Hunt for the word "ParseErrorKind" across the entries below, copying each line that holds it.

■ DATA SHOWN

■ ■ ■ ■ ■ ■ ■

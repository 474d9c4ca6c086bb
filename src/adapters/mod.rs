//! Concrete adapter implementations for ports.

pub mod config_market_adapter;
pub mod csv_adapter;
pub mod file_config_adapter;
pub mod typst_report;
use std::io;
use std::path::PathBuf;

use thiserror::Error;

/// What was wrong with a single script line.
#[derive(Debug, Clone, PartialEq, Eq, Error)]
pub enum ParseErrorKind {
    /// The line is not a directive the script language knows about
    #[error("this line seems fishy")]
    UnrecognizedLine,
    /// A directive is missing one of its fields
    #[error("`{directive}` is missing its {field}")]
    MissingField {
        directive: &'static str,
        field: &'static str,
    },
    /// `text`, `resp` or `trig` showed up before any `node`
    #[error("`{0}` appears outside of a node")]
    NoCurrentNode(&'static str),
    /// The kind of a `node` directive is neither `s` nor `q`
    #[error("unknown node kind `{0}`")]
    UnknownNodeKind(String),
    /// A node was closed without ever receiving a `text` directive
    #[error("node `{0}` has no text")]
    MissingText(String),
}

#[derive(Debug, Clone, PartialEq, Eq, Error)]
#[error("{file}:{line}: {kind}: {raw}")]
pub struct ParseError {
    pub file: String,
    /// One-based line number.
    pub line: usize,
    pub raw: String,
    pub kind: ParseErrorKind,
}

/// Failure to compile a single script. Never fatal to a whole build.
#[derive(Debug, Error)]
pub enum CompileError {
    #[error("{}: {source}", path.display())]
    Io {
        path: PathBuf,
        #[source]
        source: io::Error,
    },
    #[error(transparent)]
    Parse(#[from] ParseError),
}

impl CompileError {
    pub(crate) fn io(path: impl Into<PathBuf>, source: io::Error) -> Self {
        Self::Io {
            path: path.into(),
            source,
        }
    }
}

#[derive(Debug, Error)]
#[error("cache file {}: {source}", path.display())]
pub struct CacheError {
    pub path: PathBuf,
    #[source]
    pub source: csv::Error,
}

/// Failures that abort a whole build.
#[derive(Debug, Error)]
pub enum BuildError {
    #[error("input directory does not exist: {}", .0.display())]
    MissingInputDirectory(PathBuf),
    #[error("error with directory {}: {source}", path.display())]
    Directory {
        path: PathBuf,
        #[source]
        source: io::Error,
    },
    #[error("no .{extension} files found in {}", dir.display())]
    NoInputFiles {
        dir: PathBuf,
        extension: &'static str,
    },
    #[error("error saving cache: {0}")]
    Cache(#[from] CacheError),
}
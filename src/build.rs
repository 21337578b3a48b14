//! Incremental, parallel compilation of a directory of scripts.
//!
//! A build is planned against the modification time cache, the changed
//! scripts are compiled by a fixed pool of worker threads, and the new cache
//! snapshot is written once every worker is done.

use std::env;
use std::fs;
use std::path::{Path, PathBuf};
use std::thread;

use crossbeam::channel;
use log::*;

use crate::cache::{Cache, CacheEntry, CACHE_FILE_NAME};
use crate::compiler;
use crate::errors::{BuildError, CompileError};

pub const SCRIPT_EXTENSION: &str = "oud";
pub const ARTIFACT_EXTENSION: &str = "oudh";

const INFO: &str = "\x1b[0;36m";
const ARROW: &str = "\x1b[0;36m";
const INPUT: &str = "\x1b[0;33m";
const OUTPUT: &str = "\x1b[0;32m";
const COUNT: &str = "\x1b[0;35m";
const ERROR: &str = "\x1b[0;31m";
const NC: &str = "\x1b[0m";

#[derive(Debug, Clone, PartialEq, Eq)]
pub struct BuildConfig {
    pub input_dir: PathBuf,
    pub output_dir: PathBuf,
    pub cache_dir: PathBuf,
    /// Worker threads to use, `0` for one per available core.
    pub jobs: usize,
    /// Record scripts that failed to compile in the cache as well. Such a
    /// script is then skipped until it is touched again.
    pub cache_failures: bool,
}

impl BuildConfig {
    pub fn new(
        input_dir: impl Into<PathBuf>,
        output_dir: impl Into<PathBuf>,
        cache_dir: impl Into<PathBuf>,
    ) -> Self {
        Self {
            input_dir: input_dir.into(),
            output_dir: output_dir.into(),
            cache_dir: cache_dir.into(),
            jobs: 0,
            cache_failures: false,
        }
    }

    pub fn cache_path(&self) -> PathBuf {
        self.cache_dir.join(CACHE_FILE_NAME)
    }

    /// Where the artifact for `input` goes: `<output_dir>/<stem>.oudh`.
    pub fn artifact_path(&self, input: &Path) -> PathBuf {
        let mut name = input
            .file_stem()
            .unwrap_or_else(|| input.as_os_str())
            .to_os_string();
        name.push(".");
        name.push(ARTIFACT_EXTENSION);
        self.output_dir.join(name)
    }

    fn worker_count(&self, tasks: usize) -> usize {
        let jobs = if self.jobs == 0 {
            thread::available_parallelism()
                .map(|n| n.get())
                .unwrap_or(1)
        } else {
            self.jobs
        };
        jobs.min(tasks).max(1)
    }
}

#[derive(Debug, Clone, PartialEq, Eq)]
pub struct FileTask {
    pub input: PathBuf,
    pub output: PathBuf,
}

#[derive(Debug)]
pub struct ProcessResult {
    pub input: PathBuf,
    pub output: PathBuf,
    pub error: Option<CompileError>,
}

impl ProcessResult {
    pub fn is_ok(&self) -> bool {
        self.error.is_none()
    }
}

/// The scripts that need compiling, decided before any work starts.
#[derive(Debug)]
pub struct BuildPlan {
    config: BuildConfig,
    pub unchanged: Vec<PathBuf>,
    pub tasks: Vec<FileTask>,
    snapshot: Cache,
}

/// Every result of a build along with the cache snapshot to persist.
#[derive(Debug)]
pub struct BuildOutcome {
    config: BuildConfig,
    pub unchanged: Vec<PathBuf>,
    /// In completion order, not input order.
    pub results: Vec<ProcessResult>,
    snapshot: Cache,
}

/// Plans, executes, reports and persists a build.
pub fn run(config: &BuildConfig) -> Result<BuildOutcome, BuildError> {
    let outcome = plan(config)?.execute();
    outcome.report();
    outcome.persist()?;
    Ok(outcome)
}

/// Prepares the directories and works out which scripts changed.
pub fn plan(config: &BuildConfig) -> Result<BuildPlan, BuildError> {
    if !config.input_dir.is_dir() {
        return Err(BuildError::MissingInputDirectory(config.input_dir.clone()));
    }
    for dir in &[&config.output_dir, &config.cache_dir] {
        fs::create_dir_all(dir).map_err(|source| BuildError::Directory {
            path: dir.to_path_buf(),
            source,
        })?;
    }

    let scripts = discover_scripts(&config.input_dir)?;
    if scripts.is_empty() {
        return Err(BuildError::NoInputFiles {
            dir: config.input_dir.clone(),
            extension: SCRIPT_EXTENSION,
        });
    }

    let cache_path = config.cache_path();
    let previous = match Cache::load(&cache_path) {
        Ok(cache) => {
            debug!("Loaded {} cache entries from {}", cache.len(), cache_path.display());
            cache
        }
        Err(err) => {
            info!("No usable {} ({}), fresh run", CACHE_FILE_NAME, err);
            Cache::new()
        }
    };

    let mut unchanged = Vec::new();
    let mut tasks = Vec::new();
    let mut snapshot = Cache::new();
    for script in scripts {
        let file_name = match script.file_name() {
            Some(name) => name.to_string_lossy().into_owned(),
            None => continue,
        };
        let modified = match fs::metadata(&script).and_then(|meta| meta.modified()) {
            Ok(modified) => CacheEntry::from_system_time(modified),
            Err(err) => {
                warn!("Error getting file info for {}: {}", script.display(), err);
                continue;
            }
        };

        let fresh = previous.is_fresh(&file_name, &modified);
        snapshot.insert(file_name, modified);
        if fresh {
            unchanged.push(script);
        } else {
            tasks.push(FileTask {
                output: config.artifact_path(&script),
                input: script,
            });
        }
    }

    Ok(BuildPlan {
        config: config.clone(),
        unchanged,
        tasks,
        snapshot,
    })
}

/// All `*.oud` files directly inside `dir`, sorted by path.
fn discover_scripts(dir: &Path) -> Result<Vec<PathBuf>, BuildError> {
    let to_build_error = |source| BuildError::Directory {
        path: dir.to_path_buf(),
        source,
    };

    let mut scripts = Vec::new();
    for entry in fs::read_dir(dir).map_err(to_build_error)? {
        let path = entry.map_err(to_build_error)?.path();
        if path.is_file() && path.extension().map_or(false, |ext| ext == SCRIPT_EXTENSION) {
            scripts.push(path);
        }
    }
    scripts.sort();
    Ok(scripts)
}

impl BuildPlan {
    pub fn is_up_to_date(&self) -> bool {
        self.tasks.is_empty()
    }

    /// Compiles every planned task. Failures are collected, never fatal.
    pub fn execute(self) -> BuildOutcome {
        let BuildPlan {
            config,
            unchanged,
            tasks,
            mut snapshot,
        } = self;

        let results = if tasks.is_empty() {
            Vec::new()
        } else {
            let workers = config.worker_count(tasks.len());
            info!("Compiling {} script(s) on {} worker(s)", tasks.len(), workers);
            compile_parallel(tasks, workers)
        };

        if !config.cache_failures {
            for result in results.iter().filter(|result| !result.is_ok()) {
                if let Some(name) = result.input.file_name() {
                    snapshot.remove(&name.to_string_lossy());
                }
            }
        }

        BuildOutcome {
            config,
            unchanged,
            results,
            snapshot,
        }
    }
}

/// Runs `tasks` on `workers` threads and returns one result per task.
///
/// The task queue is filled and closed before the workers start draining it,
/// and results are only read after every worker has exited.
pub fn compile_parallel(tasks: Vec<FileTask>, workers: usize) -> Vec<ProcessResult> {
    let (task_tx, task_rx) = channel::bounded(tasks.len());
    let (result_tx, result_rx) = channel::bounded(tasks.len());

    for task in tasks {
        // Capacity equals the task count, so this never blocks.
        let _ = task_tx.send(task);
    }
    drop(task_tx);

    thread::scope(|scope| {
        for id in 0..workers.max(1) {
            let task_rx = task_rx.clone();
            let result_tx = result_tx.clone();
            scope.spawn(move || worker(id, task_rx, result_tx));
        }
    });
    drop(result_tx);

    result_rx.try_iter().collect()
}

fn worker(
    id: usize,
    tasks: channel::Receiver<FileTask>,
    results: channel::Sender<ProcessResult>,
) {
    for task in tasks.iter() {
        trace!("Worker {} compiling {}", id, task.input.display());
        let error = compiler::compile_file(&task.input, &task.output).err();
        let _ = results.send(ProcessResult {
            input: task.input,
            output: task.output,
            error,
        });
    }
}

impl BuildOutcome {
    pub fn has_errors(&self) -> bool {
        self.results.iter().any(|result| !result.is_ok())
    }

    pub fn failures(&self) -> impl Iterator<Item = (&Path, &CompileError)> {
        self.results
            .iter()
            .filter_map(|result| result.error.as_ref().map(|err| (result.input.as_path(), err)))
    }

    pub fn compiled(&self) -> impl Iterator<Item = &ProcessResult> {
        self.results.iter().filter(|result| result.is_ok())
    }

    /// The cache that `persist` writes.
    pub fn snapshot(&self) -> &Cache {
        &self.snapshot
    }

    /// Prints the per-file status lines.
    pub fn report(&self) {
        for path in &self.unchanged {
            println!("{}Skipping {} (unchanged){}", INFO, display_path(path), NC);
        }

        if self.results.is_empty() {
            println!("{}All files are up to date{}", INFO, NC);
            return;
        }

        let total = self.results.len();
        for (i, result) in self.results.iter().enumerate() {
            match &result.error {
                Some(err) => eprintln!(
                    "{}Error processing {}: {}{}",
                    ERROR,
                    display_path(&result.input),
                    err,
                    NC
                ),
                None => println!(
                    "{}[{}/{}]{}  {}{}{} {}->{} {}{}{}",
                    COUNT,
                    i + 1,
                    total,
                    NC,
                    INPUT,
                    display_path(&result.input),
                    NC,
                    ARROW,
                    NC,
                    OUTPUT,
                    display_path(&result.output),
                    NC
                ),
            }
        }
    }

    /// Overwrites the cache file with this build's snapshot.
    pub fn persist(&self) -> Result<(), BuildError> {
        let path = self.config.cache_path();
        self.snapshot.save(&path)?;
        debug!("Saved {} cache entries to {}", self.snapshot.len(), path.display());
        Ok(())
    }
}

/// `path` relative to the working directory when it lives below it.
fn display_path(path: &Path) -> String {
    env::current_dir()
        .ok()
        .and_then(|cwd| path.strip_prefix(cwd).ok().map(Path::to_path_buf))
        .unwrap_or_else(|| path.to_path_buf())
        .display()
        .to_string()
}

■ ■ ■ ■ ■ ■ ■

■ OUTPUT
pub enum ParseErrorKind {
    pub kind: ParseErrorKind,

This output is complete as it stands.